Wednesday, April 20, 2016

Stretching

Stretching
Flexibility is a term that describes the conditions of the entire body.  It is important to never force or overstretch a muscle.  Overdoing a stretch can lengthen ligaments as well as muscles.  Remember that muscles extend and are elastic.  Ligaments, the tissues that hold muscles to bones, are extensible, but not elastic; whereas muscles bounce back, ligaments stay stretched.  For women who continue to wear very high-heeled shoes over the years, for example, walking barefoot or wearing lower heeled shoes or slippers becomes both uncomfortable and painful.  The ligaments become so overstretched that normal activity in different shoes is no longer possible.

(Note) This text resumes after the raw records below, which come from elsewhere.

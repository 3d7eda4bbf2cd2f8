//! Config resolution for every command, and the `config` command itself.

use anyhow::{Context, Result};
use serde_json::json;
use std::path::Path;

use greeter::config::{Config, ConfigOverrides};
use greeter::ui::colors;

use crate::cmd::ui::{Output, OutputMode};

/// Resolve the effective config: defaults, then the global file, then the
/// project file (or `explicit` in its place), then command-line overrides.
pub fn load_config(explicit: Option<&Path>, overrides: &ConfigOverrides) -> Result<Config> {
    let config = match explicit {
        Some(path) => Config::load_with_project(path)?,
        None => Config::load()?,
    };

    config
        .apply_overrides(overrides)
        .context("Invalid command-line override")
}

/// Print the resolved config as a config file, preceded by its sources
pub fn cmd_config(config: &Config, out: &Output, diag: &Output) -> Result<()> {
    if out.mode() == OutputMode::Json {
        let sources: Vec<String> = config
            .sources
            .iter()
            .map(|p| p.display().to_string())
            .collect();
        out.json(&json!({
            "sources": sources,
            "config": serde_json::to_value(config).context("Failed to serialize config")?,
        }));
        return Ok(());
    }

    diag.info(&colors::heading("Config sources").to_string());
    if config.sources.is_empty() {
        diag.detail(&colors::secondary("(built-in defaults)").to_string());
    }
    for source in &config.sources {
        diag.detail(&colors::identifier(&source.display().to_string()).to_string());
    }

    out.raw(&config.to_markdown()?);
    Ok(())
}
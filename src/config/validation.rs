//! Validation of configuration values.

use anyhow::{Context, Result};

use super::defaults::TruncationConfig;
use crate::abbreviate::TruncationPolicy;

impl TruncationConfig {
    /// Validate truncation configuration
    pub fn validate(&self) -> Result<()> {
        self.to_policy().map(|_| ())
    }

    /// Convert into a checked [`TruncationPolicy`]
    pub fn to_policy(&self) -> Result<TruncationPolicy> {
        TruncationPolicy::new(self.max_width, self.ellipsis.clone())
            .context("Invalid truncation.max_width")
    }
}
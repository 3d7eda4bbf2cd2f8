//! YAML frontmatter handling for Markdown config files.

/// Split `content` into its YAML frontmatter and the Markdown body.
///
/// Returns `(None, content)` when the document does not open with a `---`
/// fence or the closing fence is missing.
pub fn split_frontmatter(content: &str) -> (Option<String>, &str) {
    let content = content.trim();

    let Some(rest) = content.strip_prefix("---") else {
        return (None, content);
    };

    // The closing fence must start its own line
    match rest.find("\n---") {
        Some(end) => {
            let frontmatter = rest[..end].to_string();
            let body = rest[end + 4..].trim_start();
            (Some(frontmatter), body)
        }
        None => (None, content),
    }
}

/// Render `yaml` as the frontmatter of a Markdown document with `body`.
pub fn join_frontmatter(yaml: &str, body: &str) -> String {
    let yaml = yaml.trim_end();
    if body.is_empty() {
        format!("---\n{}\n---\n", yaml)
    } else {
        format!("---\n{}\n---\n\n{}\n", yaml, body.trim_end())
    }
}
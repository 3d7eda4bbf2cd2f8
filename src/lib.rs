//! # Greeter
//!
//! Builds greetings like `"Hello, John!"`, abbreviating names that are wider
//! than a fixed display budget.
//!
//! ## Modules
//!
//! - [`greeter`] - The [`Greeter`] type and the [`greet`] convenience function
//! - [`abbreviate`] - Character-based truncation with an ellipsis marker
//! - [`config`] - Optional global and project configuration files
//! - [`frontmatter`] - YAML frontmatter splitting for config files
//! - [`ui`] - Terminal colors and quiet-mode detection
//!
//! ## Example
//!
//! ```
//! use greeter::abbreviate::TruncationPolicy;
//! use greeter::Greeter;
//!
//! assert_eq!(greeter::greet("John"), "Hello, John!");
//! assert_eq!(greeter::greet("John Williams Smith, Jr."), "Hello, John Wi...!");
//!
//! let policy = TruncationPolicy::new(8, "…").expect("width holds the ellipsis");
//! let greeter = Greeter::new(policy).with_prefix("Hi ");
//! assert_eq!(greeter.greet("Maximilian"), "Hi Maximil…!");
//! ```

pub mod abbreviate;
pub mod config;
pub mod frontmatter;
pub mod greeter;
pub mod ui;

pub use greeter::{greet, Greeter};

/// Default path constants for greeter config files.
pub mod paths {
    /// Project config file, relative to the working directory: `.greet/config.md`
    pub const PROJECT_CONFIG: &str = ".greet/config.md";
    /// Global config file, relative to the platform config dir: `greet/config.md`
    pub const GLOBAL_CONFIG: &str = "greet/config.md";
}
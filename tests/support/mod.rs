//! Shared helpers for integration tests

pub mod harness;
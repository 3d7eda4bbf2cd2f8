//! CLI entry point for greet.

mod cli;
mod cmd;

use anyhow::Result;
use clap::Parser;
use std::process::ExitCode;

use greeter::config::ConfigOverrides;

use cli::{Cli, Commands};
use cmd::ui::{Output, OutputMode};

fn main() -> ExitCode {
    let cli = Cli::parse();
    let mode = OutputMode::from_flags(cli.json, cli.quiet);
    let diag = Output::stderr(mode);

    match run(cli, mode, &diag) {
        Ok(()) => ExitCode::SUCCESS,
        Err(e) => {
            diag.error(&format!("{:#}", e));
            ExitCode::FAILURE
        }
    }
}

fn run(cli: Cli, mode: OutputMode, diag: &Output) -> Result<()> {
    let out = Output::new(mode);

    // These never read config, so a broken config file cannot block them
    match &cli.command {
        Some(Commands::Version { verbose }) => return cmd::util::cmd_version(*verbose, &out),
        Some(Commands::Completion { shell }) => return cmd::util::cmd_completion(*shell),
        Some(Commands::Man { out_dir }) => {
            return cmd::util::cmd_man(out_dir.as_deref(), &out).map(|_| ())
        }
        _ => {}
    }

    let overrides = ConfigOverrides {
        max_width: cli.max_width,
        ellipsis: cli.ellipsis.clone(),
    };
    let config = cmd::config::load_config(cli.config.as_deref(), &overrides)?;

    if let Some(Commands::Config) = cli.command {
        return cmd::config::cmd_config(&config, &out, diag);
    }

    let mut names = cli.names;
    if cli.stdin {
        let piped = cmd::greet::read_stdin_names()?;
        if piped.is_empty() {
            diag.warn("No names on stdin");
        }
        names.extend(piped);
    }

    let greeter = config.greeter()?;
    cmd::greet::cmd_greet(&greeter, &names, &out)
}
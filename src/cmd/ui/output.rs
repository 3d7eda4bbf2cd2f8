//! Structured output abstraction for the greet CLI.
//!
//! Provides a unified interface for outputting messages in different modes:
//! - Human: Colored symbol-prefixed output for terminal display
//! - Json: Structured JSON events for programmatic consumption
//! - Quiet: Only results and errors are emitted
//!
//! The Output struct auto-detects TTY for color support and can be injected
//! with a custom writer for test capture.

use colored::ColoredString;
use greeter::ui::colors;
use serde_json::json;
use std::io::{self, Write};
use std::sync::{Arc, Mutex};

/// Output mode selection
#[derive(Debug, Clone, Copy, PartialEq, Eq)]
pub enum OutputMode {
    /// Human-readable colored output
    Human,
    /// JSON-formatted structured output, one object per line
    Json,
    /// Silent mode - only results and errors
    Quiet,
}

impl OutputMode {
    /// Pick the mode from the command-line flags and the environment
    pub fn from_flags(json: bool, quiet: bool) -> Self {
        if json {
            OutputMode::Json
        } else if quiet || greeter::ui::is_quiet() {
            OutputMode::Quiet
        } else {
            OutputMode::Human
        }
    }
}

/// Output abstraction with mode-aware formatting
#[derive(Clone)]
pub struct Output {
    mode: OutputMode,
    writer: Arc<Mutex<Box<dyn Write + Send>>>,
    is_tty: bool,
}

impl Output {
    /// Create a new Output writing to stdout
    pub fn new(mode: OutputMode) -> Self {
        let is_tty = atty::is(atty::Stream::Stdout);
        Self {
            mode,
            writer: Arc::new(Mutex::new(Box::new(io::stdout()))),
            is_tty,
        }
    }

    /// Create a new Output writing to stderr, for diagnostics that must not
    /// mix with results on stdout
    pub fn stderr(mode: OutputMode) -> Self {
        let is_tty = atty::is(atty::Stream::Stderr);
        Self {
            mode,
            writer: Arc::new(Mutex::new(Box::new(io::stderr()))),
            is_tty,
        }
    }

    /// Create an Output with a custom writer (for testing)
    #[cfg(test)]
    pub fn with_writer(mode: OutputMode, writer: Box<dyn Write + Send>) -> Self {
        Self {
            mode,
            writer: Arc::new(Mutex::new(writer)),
            is_tty: false, // Assume non-TTY for custom writers
        }
    }

    /// Output a greeting. Greetings are the program's result and are written
    /// in every mode.
    pub fn greeting(&self, name: Option<&str>, text: &str) {
        match self.mode {
            OutputMode::Human | OutputMode::Quiet => self.write_line(text),
            OutputMode::Json => self.json(&json!({
                "name": name,
                "greeting": text,
            })),
        }
    }

    /// Output a success message: "✓ {msg}" in green
    pub fn success(&self, msg: &str) {
        self.prefixed("✓", colors::success, "success", msg);
    }

    /// Output a warning message: "⚠ {msg}" in yellow
    pub fn warn(&self, msg: &str) {
        self.prefixed("⚠", colors::warning, "warning", msg);
    }

    /// Output an error message: "✗ {msg}" in red. Shown even in quiet mode.
    pub fn error(&self, msg: &str) {
        if self.mode == OutputMode::Quiet {
            self.write_line(&format!("✗ {}", msg));
        } else {
            self.prefixed("✗", colors::error, "error", msg);
        }
    }

    /// Output plain info text (no prefix)
    pub fn info(&self, msg: &str) {
        match self.mode {
            OutputMode::Human => self.write_line(msg),
            OutputMode::Json => self.write_json("info", msg),
            OutputMode::Quiet => {}
        }
    }

    /// Output detail text (indented, for subordinate info)
    pub fn detail(&self, msg: &str) {
        match self.mode {
            OutputMode::Human => self.write_line(&format!("  {}", msg)),
            OutputMode::Json => self.write_json("detail", msg),
            OutputMode::Quiet => {}
        }
    }

    /// Output a structured JSON event
    pub fn json(&self, value: &serde_json::Value) {
        if let Ok(mut writer) = self.writer.lock() {
            let _ = writeln!(writer, "{}", value);
        }
    }

    /// Write a block of text verbatim (no trailing newline added)
    pub fn raw(&self, text: &str) {
        if let Ok(mut writer) = self.writer.lock() {
            let _ = write!(writer, "{}", text);
        }
    }

    fn write_line(&self, line: &str) {
        if let Ok(mut writer) = self.writer.lock() {
            let _ = writeln!(writer, "{}", line);
        }
    }

    fn write_json(&self, level: &str, msg: &str) {
        self.json(&json!({
            "level": level,
            "msg": msg,
        }));
    }

    /// Symbol-prefixed line in human mode (colored on a TTY), a `level`
    /// event in JSON mode, nothing in quiet mode.
    fn prefixed(&self, symbol: &str, paint: fn(&str) -> ColoredString, level: &str, msg: &str) {
        match self.mode {
            OutputMode::Human => {
                let prefix = if self.is_tty {
                    paint(symbol).to_string()
                } else {
                    symbol.to_string()
                };
                self.write_line(&format!("{} {}", prefix, msg));
            }
            OutputMode::Json => self.write_json(level, msg),
            OutputMode::Quiet => {}
        }
    }

    /// Get the current output mode
    pub fn mode(&self) -> OutputMode {
        self.mode
    }
}

#[cfg(test)]
pub(crate) mod tests {
    use super::*;
    use std::sync::{Arc, Mutex};

    // Test-specific writer that wraps Arc<Mutex<Vec<u8>>>
    pub(crate) struct TestWriter {
        buffer: Arc<Mutex<Vec<u8>>>,
    }

    impl TestWriter {
        pub(crate) fn new() -> (Self, Arc<Mutex<Vec<u8>>>) {
            let buffer = Arc::new(Mutex::new(Vec::new()));
            (
                Self {
                    buffer: buffer.clone(),
                },
                buffer,
            )
        }
    }

    impl Write for TestWriter {
        fn write(&mut self, buf: &[u8]) -> io::Result<usize> {
            self.buffer.lock().unwrap().write(buf)
        }

        fn flush(&mut self) -> io::Result<()> {
            self.buffer.lock().unwrap().flush()
        }
    }

    /// Capture everything written through an Output in `mode`
    pub(crate) fn capture(mode: OutputMode) -> (Output, Arc<Mutex<Vec<u8>>>) {
        let (writer, buffer) = TestWriter::new();
        (Output::with_writer(mode, Box::new(writer)), buffer)
    }

    pub(crate) fn captured(buffer: &Arc<Mutex<Vec<u8>>>) -> String {
        String::from_utf8(buffer.lock().unwrap().clone()).unwrap()
    }

    #[test]
    fn test_human_mode_output() {
        let (output, buffer) = capture(OutputMode::Human);

        output.greeting(Some("Ada"), "Hello, Ada!");
        output.success("Done");
        output.warn("Warning");
        output.error("Error");
        output.info("Info");
        output.detail("Detail");

        let result = captured(&buffer);
        assert!(result.starts_with("Hello, Ada!\n"));
        assert!(result.contains("✓ Done"));
        assert!(result.contains("⚠ Warning"));
        assert!(result.contains("✗ Error"));
        assert!(result.contains("Info"));
        assert!(result.contains("  Detail"));
    }

    #[test]
    fn test_json_mode_output() {
        let (output, buffer) = capture(OutputMode::Json);

        output.greeting(Some("Ada"), "Hello, Ada!");
        output.greeting(None, "Hello!");
        output.success("Done");

        let result = captured(&buffer);
        let lines: Vec<serde_json::Value> = result
            .lines()
            .map(|line| serde_json::from_str(line).unwrap())
            .collect();
        assert_eq!(lines.len(), 3);
        assert_eq!(lines[0]["name"], "Ada");
        assert_eq!(lines[0]["greeting"], "Hello, Ada!");
        assert!(lines[1]["name"].is_null());
        assert_eq!(lines[1]["greeting"], "Hello!");
        assert_eq!(lines[2]["level"], "success");
        assert_eq!(lines[2]["msg"], "Done");
    }

    #[test]
    fn test_quiet_mode_keeps_greetings_and_errors() {
        let (output, buffer) = capture(OutputMode::Quiet);

        output.greeting(None, "Hello!");
        output.success("Done");
        output.warn("Warning");
        output.error("Error");
        output.info("Info");

        let result = captured(&buffer);
        assert!(result.contains("Hello!"));
        assert!(result.contains("✗ Error"));
        assert!(!result.contains("Done"));
        assert!(!result.contains("Warning"));
        assert!(!result.contains("Info"));
    }

    #[test]
    #[serial_test::serial]
    fn test_tty_prefix_uses_shared_palette() {
        let (writer, buffer) = TestWriter::new();
        let mut output = Output::with_writer(OutputMode::Human, Box::new(writer));
        output.is_tty = true;

        colored::control::set_override(true);
        output.success("Done");
        output.warn("Careful");
        output.error("Broken");
        let expected = format!(
            "{} Done\n{} Careful\n{} Broken\n",
            colors::success("✓"),
            colors::warning("⚠"),
            colors::error("✗")
        );
        colored::control::unset_override();

        assert_eq!(captured(&buffer), expected);
        assert!(expected.contains('\u{1b}'));
    }

    #[test]
    fn test_quiet_error_has_plain_prefix() {
        let (output, buffer) = capture(OutputMode::Quiet);
        output.error("Broken");
        assert_eq!(captured(&buffer), "✗ Broken\n");
    }

    #[test]
    fn test_raw_writes_verbatim() {
        let (output, buffer) = capture(OutputMode::Quiet);
        output.raw("---\na: 1\n---\n");
        assert_eq!(captured(&buffer), "---\na: 1\n---\n");
    }

    #[test]
    #[serial_test::serial]
    fn test_mode_from_flags() {
        std::env::remove_var("GREET_QUIET");
        assert_eq!(OutputMode::from_flags(false, false), OutputMode::Human);
        assert_eq!(OutputMode::from_flags(false, true), OutputMode::Quiet);
        assert_eq!(OutputMode::from_flags(true, true), OutputMode::Json);

        std::env::set_var("GREET_QUIET", "1");
        assert_eq!(OutputMode::from_flags(false, false), OutputMode::Quiet);
        std::env::remove_var("GREET_QUIET");
    }

    #[test]
    fn test_mode_getter() {
        let output = Output::new(OutputMode::Json);
        assert_eq!(output.mode(), OutputMode::Json);
    }
}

It is never too late to become flexible, even with limited range of motion in the joints.  Inflexibility can be reversed, and joint stiffness can be slowly alleviated.  Some people have backaches or unnecessary leg cramps at night.  Both stretching and proper posture can help strengthen the lower back and pelvic muscles: they keep pressure off the lower disc in the lumbar (lower back) area.  So, regardless of age, anyone can improve flexibility.  The advantage of maintaining flexibility is, ultimately, being able to move about when carrying on daily routines and having the extra safeguard of keeping the joints in good working condition.
A person who sits a great deal during the day is likely to feel tension build throughout the day in the neck, the shoulders, the lower back, and perhaps, the buttocks.  A person who stands for prolonged periods during the day may have aching feet and calves.  Stretching any of these body parts helps ease the tension produced by these muscle groups.
When they wake up in the morning, most people stretch very gently, slowly, and deliberately. That is exactly the right way to stretch: slowly and passively.  Bouncing while stretching increases the risk of injury.  A most effective way to stretch is to use an external force.  For example, one or more limbs may be used for leverage to stretch another.  Try flexing the fingers of your left hand backward.  Now, use your hand to help you with the stretch.  This time, the stretch is quite different!  Gravity can play an important role in stretching, too.  For example, if you stand glued to the floor and slowly lean into a wall or door with both hands bracing yourself, the calf muscles in your lower leg will feel the stretch.  That is gravity working with your body.
Sometimes when you are stretching a muscle, you may fell a twitch or contraction in another part of your body.  Usually, this is the opposing muscle.  For example, when the biceps is stretched, the triceps may be felt contracting.  That is normal when starting a new stretching program.  Eventually, you will gain control, and your stretches will feel “just right”.  Most importantly get your spine checked to make sure you are in proper alignment to prevent injuries.